## What to do
Please copy out every line in the records below that includes the word "handles".

## Extracted records
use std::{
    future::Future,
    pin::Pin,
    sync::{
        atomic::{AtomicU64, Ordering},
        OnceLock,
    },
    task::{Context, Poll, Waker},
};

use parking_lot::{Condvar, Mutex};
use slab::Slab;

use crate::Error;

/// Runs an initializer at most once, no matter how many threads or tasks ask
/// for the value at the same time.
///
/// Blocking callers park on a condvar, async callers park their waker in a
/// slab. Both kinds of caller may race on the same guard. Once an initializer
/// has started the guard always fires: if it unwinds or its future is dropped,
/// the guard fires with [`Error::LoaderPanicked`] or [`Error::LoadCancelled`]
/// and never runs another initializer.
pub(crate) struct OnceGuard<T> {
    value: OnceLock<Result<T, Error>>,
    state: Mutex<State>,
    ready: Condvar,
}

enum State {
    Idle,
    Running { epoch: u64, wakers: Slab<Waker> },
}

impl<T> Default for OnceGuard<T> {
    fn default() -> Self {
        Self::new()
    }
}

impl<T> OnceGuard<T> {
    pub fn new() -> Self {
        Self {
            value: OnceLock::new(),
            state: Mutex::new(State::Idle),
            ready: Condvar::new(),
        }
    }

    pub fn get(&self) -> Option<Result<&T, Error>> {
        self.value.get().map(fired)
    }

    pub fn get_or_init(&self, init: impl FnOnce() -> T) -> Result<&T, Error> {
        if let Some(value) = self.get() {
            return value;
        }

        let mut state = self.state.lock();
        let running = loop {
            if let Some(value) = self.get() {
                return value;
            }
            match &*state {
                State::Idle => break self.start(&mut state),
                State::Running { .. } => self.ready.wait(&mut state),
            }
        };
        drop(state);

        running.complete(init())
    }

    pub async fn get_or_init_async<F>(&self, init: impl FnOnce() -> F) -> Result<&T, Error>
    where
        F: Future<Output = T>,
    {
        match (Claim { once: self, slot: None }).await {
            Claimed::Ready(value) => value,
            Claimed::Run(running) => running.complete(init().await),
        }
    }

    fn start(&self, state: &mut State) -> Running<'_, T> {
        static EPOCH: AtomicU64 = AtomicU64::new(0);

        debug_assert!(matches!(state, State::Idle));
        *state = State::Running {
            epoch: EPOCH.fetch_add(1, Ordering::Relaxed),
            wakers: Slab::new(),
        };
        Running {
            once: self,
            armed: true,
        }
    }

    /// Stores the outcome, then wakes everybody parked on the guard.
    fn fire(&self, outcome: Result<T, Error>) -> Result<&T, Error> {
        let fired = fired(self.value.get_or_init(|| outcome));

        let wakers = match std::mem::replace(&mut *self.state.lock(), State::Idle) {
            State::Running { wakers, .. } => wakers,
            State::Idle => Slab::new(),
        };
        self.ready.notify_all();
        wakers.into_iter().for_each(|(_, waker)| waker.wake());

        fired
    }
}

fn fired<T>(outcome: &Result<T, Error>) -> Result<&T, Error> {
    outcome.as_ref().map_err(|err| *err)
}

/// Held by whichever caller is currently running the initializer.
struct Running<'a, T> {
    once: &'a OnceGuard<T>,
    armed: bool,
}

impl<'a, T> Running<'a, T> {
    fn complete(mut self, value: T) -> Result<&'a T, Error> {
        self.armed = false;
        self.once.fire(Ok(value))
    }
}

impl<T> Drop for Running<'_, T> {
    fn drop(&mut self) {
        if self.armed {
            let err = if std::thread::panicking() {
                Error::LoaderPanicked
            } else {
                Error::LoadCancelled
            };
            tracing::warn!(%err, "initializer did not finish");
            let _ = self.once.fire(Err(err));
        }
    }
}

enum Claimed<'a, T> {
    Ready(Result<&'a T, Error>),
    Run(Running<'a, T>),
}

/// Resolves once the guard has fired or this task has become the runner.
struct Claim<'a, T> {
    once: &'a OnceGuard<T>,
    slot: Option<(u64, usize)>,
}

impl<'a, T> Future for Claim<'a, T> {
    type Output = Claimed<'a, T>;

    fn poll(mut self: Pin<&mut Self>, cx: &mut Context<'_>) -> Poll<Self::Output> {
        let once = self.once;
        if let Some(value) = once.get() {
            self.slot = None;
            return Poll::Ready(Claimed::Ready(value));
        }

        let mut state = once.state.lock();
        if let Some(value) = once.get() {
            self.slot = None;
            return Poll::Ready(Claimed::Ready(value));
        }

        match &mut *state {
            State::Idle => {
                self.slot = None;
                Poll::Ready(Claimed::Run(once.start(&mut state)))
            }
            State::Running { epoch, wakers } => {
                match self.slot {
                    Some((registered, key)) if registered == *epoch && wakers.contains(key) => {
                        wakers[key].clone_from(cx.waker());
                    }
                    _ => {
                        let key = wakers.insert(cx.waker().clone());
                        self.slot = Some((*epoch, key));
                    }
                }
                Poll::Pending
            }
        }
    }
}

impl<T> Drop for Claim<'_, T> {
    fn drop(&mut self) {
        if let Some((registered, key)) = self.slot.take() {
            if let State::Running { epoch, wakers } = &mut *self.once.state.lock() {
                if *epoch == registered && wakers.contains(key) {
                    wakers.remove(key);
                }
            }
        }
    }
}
--
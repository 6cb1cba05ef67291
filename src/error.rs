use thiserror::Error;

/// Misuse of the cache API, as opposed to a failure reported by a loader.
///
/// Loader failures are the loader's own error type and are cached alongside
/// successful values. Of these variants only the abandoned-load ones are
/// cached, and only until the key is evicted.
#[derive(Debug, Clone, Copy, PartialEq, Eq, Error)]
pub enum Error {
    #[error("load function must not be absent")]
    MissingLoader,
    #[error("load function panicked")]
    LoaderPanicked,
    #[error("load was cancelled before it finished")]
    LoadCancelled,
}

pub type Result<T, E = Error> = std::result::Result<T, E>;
...
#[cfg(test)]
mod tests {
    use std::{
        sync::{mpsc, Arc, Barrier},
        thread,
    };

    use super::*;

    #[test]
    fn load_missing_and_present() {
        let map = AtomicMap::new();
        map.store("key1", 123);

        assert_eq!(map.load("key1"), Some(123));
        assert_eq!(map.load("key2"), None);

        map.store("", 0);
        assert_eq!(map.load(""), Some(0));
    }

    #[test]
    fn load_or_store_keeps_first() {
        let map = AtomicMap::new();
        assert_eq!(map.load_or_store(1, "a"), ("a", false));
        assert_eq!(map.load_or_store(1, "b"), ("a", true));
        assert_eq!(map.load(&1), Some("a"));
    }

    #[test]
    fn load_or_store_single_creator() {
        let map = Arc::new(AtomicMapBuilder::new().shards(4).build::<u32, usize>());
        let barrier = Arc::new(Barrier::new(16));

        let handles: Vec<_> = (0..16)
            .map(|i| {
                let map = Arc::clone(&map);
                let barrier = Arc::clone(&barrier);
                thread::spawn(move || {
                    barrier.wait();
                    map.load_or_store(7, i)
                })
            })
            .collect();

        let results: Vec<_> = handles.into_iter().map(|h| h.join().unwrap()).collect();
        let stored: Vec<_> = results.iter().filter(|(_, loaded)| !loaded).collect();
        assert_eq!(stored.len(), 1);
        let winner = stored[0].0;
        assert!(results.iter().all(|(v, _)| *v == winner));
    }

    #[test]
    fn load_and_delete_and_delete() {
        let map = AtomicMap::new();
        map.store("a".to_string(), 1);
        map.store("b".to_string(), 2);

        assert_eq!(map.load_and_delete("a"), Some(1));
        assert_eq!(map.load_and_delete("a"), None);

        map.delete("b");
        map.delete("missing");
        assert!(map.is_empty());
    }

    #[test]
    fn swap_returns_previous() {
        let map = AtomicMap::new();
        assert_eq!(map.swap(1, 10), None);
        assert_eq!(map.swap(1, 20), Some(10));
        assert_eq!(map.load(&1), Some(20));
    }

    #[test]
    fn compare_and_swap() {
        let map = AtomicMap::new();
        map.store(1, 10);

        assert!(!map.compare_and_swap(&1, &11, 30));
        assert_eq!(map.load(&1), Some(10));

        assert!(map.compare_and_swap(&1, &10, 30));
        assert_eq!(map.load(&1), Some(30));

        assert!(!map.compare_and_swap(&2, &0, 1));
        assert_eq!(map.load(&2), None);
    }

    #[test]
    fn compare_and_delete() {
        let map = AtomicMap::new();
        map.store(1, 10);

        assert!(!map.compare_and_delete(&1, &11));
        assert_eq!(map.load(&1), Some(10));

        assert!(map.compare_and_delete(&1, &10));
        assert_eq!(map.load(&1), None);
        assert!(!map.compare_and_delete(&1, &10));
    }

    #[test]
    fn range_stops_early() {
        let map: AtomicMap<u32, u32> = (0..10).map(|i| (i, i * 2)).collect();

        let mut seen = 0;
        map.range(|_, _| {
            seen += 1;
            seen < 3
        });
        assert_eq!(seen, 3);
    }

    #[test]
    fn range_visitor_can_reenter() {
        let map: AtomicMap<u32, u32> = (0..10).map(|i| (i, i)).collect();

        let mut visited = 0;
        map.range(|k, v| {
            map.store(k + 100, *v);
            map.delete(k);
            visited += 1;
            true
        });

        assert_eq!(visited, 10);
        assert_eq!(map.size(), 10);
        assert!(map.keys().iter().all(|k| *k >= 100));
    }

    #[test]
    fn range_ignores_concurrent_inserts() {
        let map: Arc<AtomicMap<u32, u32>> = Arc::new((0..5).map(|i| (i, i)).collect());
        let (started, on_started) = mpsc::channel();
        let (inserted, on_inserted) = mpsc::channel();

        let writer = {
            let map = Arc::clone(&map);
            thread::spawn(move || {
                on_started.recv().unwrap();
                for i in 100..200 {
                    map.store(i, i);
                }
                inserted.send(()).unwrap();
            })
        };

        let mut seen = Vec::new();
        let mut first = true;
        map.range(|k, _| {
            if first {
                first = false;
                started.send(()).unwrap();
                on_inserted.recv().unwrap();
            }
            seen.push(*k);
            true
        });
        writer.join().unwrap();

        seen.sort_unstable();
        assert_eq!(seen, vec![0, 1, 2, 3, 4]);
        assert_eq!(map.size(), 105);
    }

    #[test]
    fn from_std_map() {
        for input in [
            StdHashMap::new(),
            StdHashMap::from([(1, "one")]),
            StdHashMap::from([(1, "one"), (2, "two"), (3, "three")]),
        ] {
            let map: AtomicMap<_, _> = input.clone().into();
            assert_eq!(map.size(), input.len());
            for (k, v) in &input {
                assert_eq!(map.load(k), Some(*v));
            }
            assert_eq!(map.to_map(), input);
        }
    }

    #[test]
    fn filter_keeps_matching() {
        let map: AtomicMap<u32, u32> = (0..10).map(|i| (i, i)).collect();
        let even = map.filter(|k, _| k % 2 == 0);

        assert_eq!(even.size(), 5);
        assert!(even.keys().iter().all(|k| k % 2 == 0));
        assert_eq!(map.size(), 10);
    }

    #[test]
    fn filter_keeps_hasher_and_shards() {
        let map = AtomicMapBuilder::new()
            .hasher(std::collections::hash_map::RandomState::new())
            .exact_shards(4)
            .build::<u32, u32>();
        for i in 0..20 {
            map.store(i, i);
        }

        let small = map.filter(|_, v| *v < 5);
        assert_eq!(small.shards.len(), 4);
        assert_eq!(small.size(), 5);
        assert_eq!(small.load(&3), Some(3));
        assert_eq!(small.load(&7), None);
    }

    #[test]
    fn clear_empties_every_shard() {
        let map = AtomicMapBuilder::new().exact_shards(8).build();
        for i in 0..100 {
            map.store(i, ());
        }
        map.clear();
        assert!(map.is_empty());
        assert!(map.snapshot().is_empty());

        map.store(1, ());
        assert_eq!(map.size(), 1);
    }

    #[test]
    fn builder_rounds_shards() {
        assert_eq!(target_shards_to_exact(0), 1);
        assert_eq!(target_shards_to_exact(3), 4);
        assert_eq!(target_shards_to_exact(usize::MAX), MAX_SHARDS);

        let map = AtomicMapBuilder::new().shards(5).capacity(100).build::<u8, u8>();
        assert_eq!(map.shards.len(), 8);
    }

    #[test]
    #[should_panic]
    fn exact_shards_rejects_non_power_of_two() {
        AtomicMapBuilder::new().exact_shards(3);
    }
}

## Solution to this exercise
        let handles: Vec<_> = (0..16)
        let results: Vec<_> = handles.into_iter().map(|h| h.join().unwrap()).collect();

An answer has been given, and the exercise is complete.